■ **Work instructions**
In the data below, find the line containing "Timeframe::from_str(&signal.timeframe)", then set down that line and every later line up to and including the line containing "impl SignalRepository for", exactly.

■ **Stored data**
+ + +

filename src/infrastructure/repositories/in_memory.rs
//! In-Memory Repository Implementations
//!
//! Thread-safe, in-memory implementations of the repository traits defined in
//! `domain::repositories`.
//!
//! # Features
//!
//! - **Thread-safe**: Uses `Arc<RwLock>` for concurrent access
//! - **Testing**: Ideal for unit tests and the one-shot scanner
//!
//! # Limitations
//!
//! - Data is lost on restart; the server uses the SQLite implementations
//! - History grows without bound

use crate::domain::market::candle::SeriesKey;
use crate::domain::market::timeframe::Timeframe;
use crate::domain::repositories::{SignalRepository, ZoneRepository};
use crate::domain::signals::types::SignalContract;
use crate::domain::zones::{ZoneEvent, ZoneSnapshot};
use anyhow::Result;
use async_trait::async_trait;
use std::collections::HashMap;
use std::str::FromStr;
use std::sync::Arc;
use tokio::sync::RwLock;

fn signal_key(signal: &SignalContract) -> Option<SeriesKey> {
    Timeframe::from_str(&signal.timeframe)
        .ok()
        .map(|tf| SeriesKey::new(signal.symbol.clone(), tf))
}

/// In-memory implementation of SignalRepository
#[derive(Clone, Default)]
pub struct InMemorySignalRepository {
    latest: Arc<RwLock<HashMap<SeriesKey, SignalContract>>>,
    history: Arc<RwLock<Vec<SignalContract>>>,
}

impl InMemorySignalRepository {
    pub fn new() -> Self {
        Self::default()
    }

    pub async fn count(&self) -> usize {
        self.history.read().await.len()
    }
}

#[async_trait]
impl SignalRepository for InMemorySignalRepository {
    async fn save(&self, signal: &SignalContract) -> Result<()> {
        let key = signal_key(signal)
            .ok_or_else(|| anyhow::anyhow!("Unknown timeframe '{}' on signal", signal.timeframe))?;
        self.latest.write().await.insert(key, signal.clone());
        self.history.write().await.push(signal.clone());
        Ok(())
    }

    async fn load_latest(&self, key: &SeriesKey) -> Result<Option<SignalContract>> {
        Ok(self.latest.read().await.get(key).cloned())
    }

    async fn history(&self, key: &SeriesKey, limit: usize) -> Result<Vec<SignalContract>> {
        let history = self.history.read().await;
        Ok(history
            .iter()
            .rev()
            .filter(|s| signal_key(s).as_ref() == Some(key))
            .take(limit)
            .cloned()
            .collect())
    }
}

/// In-memory implementation of ZoneRepository
#[derive(Clone, Default)]
pub struct InMemoryZoneRepository {
    events: Arc<RwLock<Vec<ZoneEvent>>>,
    snapshots: Arc<RwLock<HashMap<SeriesKey, ZoneSnapshot>>>,
}

impl InMemoryZoneRepository {
    pub fn new() -> Self {
        Self::default()
    }
}

#[async_trait]
impl ZoneRepository for InMemoryZoneRepository {
    async fn append_event(&self, event: &ZoneEvent) -> Result<()> {
        self.events.write().await.push(event.clone());
        Ok(())
    }

    async fn save_snapshot(&self, snapshot: &ZoneSnapshot) -> Result<()> {
        self.snapshots
            .write()
            .await
            .insert(snapshot.key.clone(), snapshot.clone());
        Ok(())
    }

    async fn load_snapshot(&self, key: &SeriesKey) -> Result<Option<ZoneSnapshot>> {
        Ok(self.snapshots.read().await.get(key).cloned())
    }

    async fn load_snapshots(&self) -> Result<Vec<ZoneSnapshot>> {
        let mut all: Vec<ZoneSnapshot> = self.snapshots.read().await.values().cloned().collect();
        all.sort_by(|a, b| a.key.cmp(&b.key));
        Ok(all)
    }

    async fn events(&self, key: &SeriesKey, limit: usize) -> Result<Vec<ZoneEvent>> {
        let events = self.events.read().await;
        Ok(events
            .iter()
            .rev()
            .filter(|e| &e.key == key)
            .take(limit)
            .cloned()
            .collect())
    }
}

#[cfg(test)]
mod tests {
    use super::*;
    use crate::domain::market::candle::DataHealth;
    use crate::domain::signals::types::{
        Bias, Confidence, Direction, GateContext, GatePosition, LevelSet,
    };
    use crate::domain::zones::ZoneState;
    use chrono::Utc;
    use rust_decimal_macros::dec;

    fn signal(symbol: &str, timeframe: &str, base: i64) -> SignalContract {
        SignalContract {
            symbol: symbol.to_string(),
            timeframe: timeframe.to_string(),
            direction: Direction::Long,
            score: 70,
            confidence: Confidence::Mid,
            mtf_bias: Bias::Long,
            gate_context: GateContext {
                pass: true,
                position: GatePosition::Inside,
                bias: Bias::Long,
            },
            margin_pass: true,
            levels: LevelSet {
                A: dec!(110),
                C: dec!(100),
                D: dec!(120),
                F: dec!(90),
                X: dec!(125),
                Y: dec!(85),
                TP1: dec!(105),
                TP2: dec!(120),
                TP3: dec!(125),
                SL: dec!(97.5),
            },
            base_candle_id: base,
            data_health: DataHealth::Live,
            timestamp: Utc::now(),
        }
    }

    #[tokio::test]
    async fn test_signal_repository_latest_per_key() {
        let repo = InMemorySignalRepository::new();
        repo.save(&signal("ADAUSDT", "15", 1)).await.unwrap();
        repo.save(&signal("ADAUSDT", "15", 2)).await.unwrap();
        repo.save(&signal("ADAUSDT", "60", 3)).await.unwrap();

        let key = SeriesKey::new("ADAUSDT", Timeframe::FifteenMin);
        let latest = repo.load_latest(&key).await.unwrap().unwrap();
        assert_eq!(latest.base_candle_id, 2);

        let history = repo.history(&key, 10).await.unwrap();
        assert_eq!(history.len(), 2);
        assert_eq!(history[0].base_candle_id, 2);
        assert_eq!(repo.count().await, 3);
    }

    #[tokio::test]
    async fn test_zone_repository_snapshot_upsert() {
        let repo = InMemoryZoneRepository::new();
        let key = SeriesKey::new("INJUSDT", Timeframe::FiveMin);
        let mut snapshot = ZoneSnapshot {
            key: key.clone(),
            state: ZoneState::Wait,
            zone: None,
            bars_processed: 10,
            last_timestamp: Some(100),
        };
        repo.save_snapshot(&snapshot).await.unwrap();
        snapshot.bars_processed = 11;
        repo.save_snapshot(&snapshot).await.unwrap();

        assert_eq!(repo.load_snapshots().await.unwrap().len(), 1);
        assert_eq!(repo.load_snapshot(&key).await.unwrap().unwrap().bars_processed, 11);
        assert!(repo.events(&key, 5).await.unwrap().is_empty());
    }
}
// Gated signal pipeline: pure stages from snapshot to levels
pub mod final_candle;
pub mod levels;
pub mod margin;
pub mod mtf;
pub mod scoring;
pub mod snapshot;
pub mod types;

pub use final_candle::MaxImpulseSelector;
pub use levels::{LevelConfig, calculate_levels};
pub use margin::{MarginConfig, MarginRejection, check_margin};
pub use scoring::{ScoringConfig, run_scoring};
pub use snapshot::{SnapshotConfig, build_stf_snapshot};
pub use types::{
    Bias, Confidence, Direction, GateContext, GatePosition, LevelResult, LevelSet, MtfContext,
    ScoreResult, SignalContract, StfSnapshot, TrendState,
};
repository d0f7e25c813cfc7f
//! Runs one cycle per key and prints the result as JSON lines.
//!
//! Each line carries the cycle outcome (signal contract or skip reason), the zone
//! events replayed from the fetched window and the resulting zone state. Logs go
//! to stderr so stdout stays machine-readable.

use anyhow::{Context, Result};
use clap::Parser;
use marginzone::application::agents::KeyWorker;
use marginzone::application::bootstrap::services::ServicesBootstrap;
use marginzone::application::pipeline::CycleOutcome;
use marginzone::config::Config;
use marginzone::domain::market::timeframe::Timeframe;
use marginzone::domain::zones::ZoneEngine;
use marginzone::infrastructure::{InMemorySignalRepository, InMemoryZoneRepository};
use serde_json::json;
use std::str::FromStr;
use std::sync::Arc;

#[derive(Parser, Debug)]
#[command(author, version, about, long_about = None)]
struct Cli {
    /// Symbols to scan (default: SYMBOLS from the environment)
    #[arg(short, long, value_delimiter = ',')]
    symbol: Vec<String>,

    /// Timeframes to scan, e.g. 15 or 1h (default: TF_LIST from the environment)
    #[arg(short, long, value_delimiter = ',')]
    timeframe: Vec<String>,

    /// Serve synthetic candles instead of calling Bybit
    #[arg(long)]
    offline: bool,
}

#[tokio::main]
async fn main() -> Result<()> {
    dotenvy::dotenv().ok();

    let subscriber = tracing_subscriber::FmtSubscriber::builder()
        .with_env_filter(tracing_subscriber::EnvFilter::from_default_env())
        .with_writer(std::io::stderr)
        .finish();
    tracing::subscriber::set_global_default(subscriber).ok();

    let cli = Cli::parse();
    let mut config = Config::from_env()?;

    if !cli.symbol.is_empty() {
        config.service.symbols = cli.symbol.iter().map(|s| s.trim().to_uppercase()).collect();
    }
    if !cli.timeframe.is_empty() {
        config.service.timeframes = cli
            .timeframe
            .iter()
            .map(|tf| Timeframe::from_str(tf))
            .collect::<Result<Vec<_>>>()
            .context("Invalid --timeframe")?;
    }
    config.source.offline |= cli.offline;

    let services = ServicesBootstrap::init(&config);
    let signal_repository = Arc::new(InMemorySignalRepository::new());
    let zone_repository = Arc::new(InMemoryZoneRepository::new());

    for key in config.keys() {
        let mut worker = KeyWorker::new(
            ZoneEngine::new(key.clone(), config.engine.zone.clone()),
            services.candle_source.clone(),
            services.orchestrator.clone(),
            signal_repository.clone(),
            zone_repository.clone(),
            services.notifier.clone(),
            config.poll_interval(key.timeframe),
        );

        let line = match worker.tick().await {
            Ok(report) => {
                let outcome = match &report.outcome {
                    CycleOutcome::Signal(signal) => json!({ "signal": signal }),
                    CycleOutcome::Skipped(reason) => json!({ "skipped": reason.to_string() }),
                };
                json!({
                    "key": key.to_string(),
                    "outcome": outcome,
                    "zone_state": worker.engine().state().to_string(),
                    "zone": worker.engine().active_zone(),
                    "zone_events": report.events,
                })
            }
            Err(e) => json!({
                "key": key.to_string(),
                "error": format!("{:#}", e),
            }),
        };
        println!("{}", line);
    }

    Ok(())
}
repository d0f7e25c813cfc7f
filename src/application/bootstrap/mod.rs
pub mod persistence;
pub mod services;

+ + +

■ **Reply to the exercise**
    Timeframe::from_str(&signal.timeframe)
        .ok()
        .map(|tf| SeriesKey::new(signal.symbol.clone(), tf))
}

/// In-memory implementation of SignalRepository
#[derive(Clone, Default)]
pub struct InMemorySignalRepository {
    latest: Arc<RwLock<HashMap<SeriesKey, SignalContract>>>,
    history: Arc<RwLock<Vec<SignalContract>>>,
}

impl InMemorySignalRepository {
    pub fn new() -> Self {
        Self::default()
    }

    pub async fn count(&self) -> usize {
        self.history.read().await.len()
    }
}

#[async_trait]
impl SignalRepository for InMemorySignalRepository {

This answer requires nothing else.